Zoran Matić OAM

Personal information
- Full name: Zoran Matić
- Date of birth: 25 December 1944 (age 80)
- Place of birth: Yugoslavia
- Position: Defender

Senior career*
- Years: Team / Apps / (Gls)
- 1973–????: Beograd Woodville
- 1977–1978: Adelaide City / 38 / (1)

Managerial career
- 1986–1995: Adelaide City
- 1996–1997: Collingwood Warriors
- 1997–1998: Marconi FC
- 1998–2002: Adelaide City
- 2002–2003: Adelaide City

= Zoran Matić =

Serbian former football coach (born 1944)

Zoran Matić OAM (/sr/; born 25 December 1944) is a Serbian former footballer and coach.

==Biography==

===Playing career===
After arriving in Adelaide 1973 from Yugoslavia Matić played for Beograd Woodville (White City) before moving to Adelaide City. While playing for Adelaide City he represented the State of South Australia four times.

===Coaching career===
Matić is best known for coaching Adelaide City in the Australian National Soccer League. He coached Adelaide City to three championships (1986, 1991/1992 and 1993/1994) and was the first NSL coach to have won 200 matches. Matić was NSL coach of the year for the 1990/1991 and 1994/1995 seasons.
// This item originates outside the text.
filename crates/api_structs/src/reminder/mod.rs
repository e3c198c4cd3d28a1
pub mod api;
pub mod dtos;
Matić is a member of the Football Federation Australia Football Hall of Fame and the Football Federation of South Australia Hall of Fame.

===Retirement===
After retiring from coaching, Matić began working in the construction industry. In 2006, as a result of an industrial accident, involving a six-metre fall from a roof, Matić was hospitalised with multiple injuries including a broken neck, broken arm, shattered knee cap and facial injuries.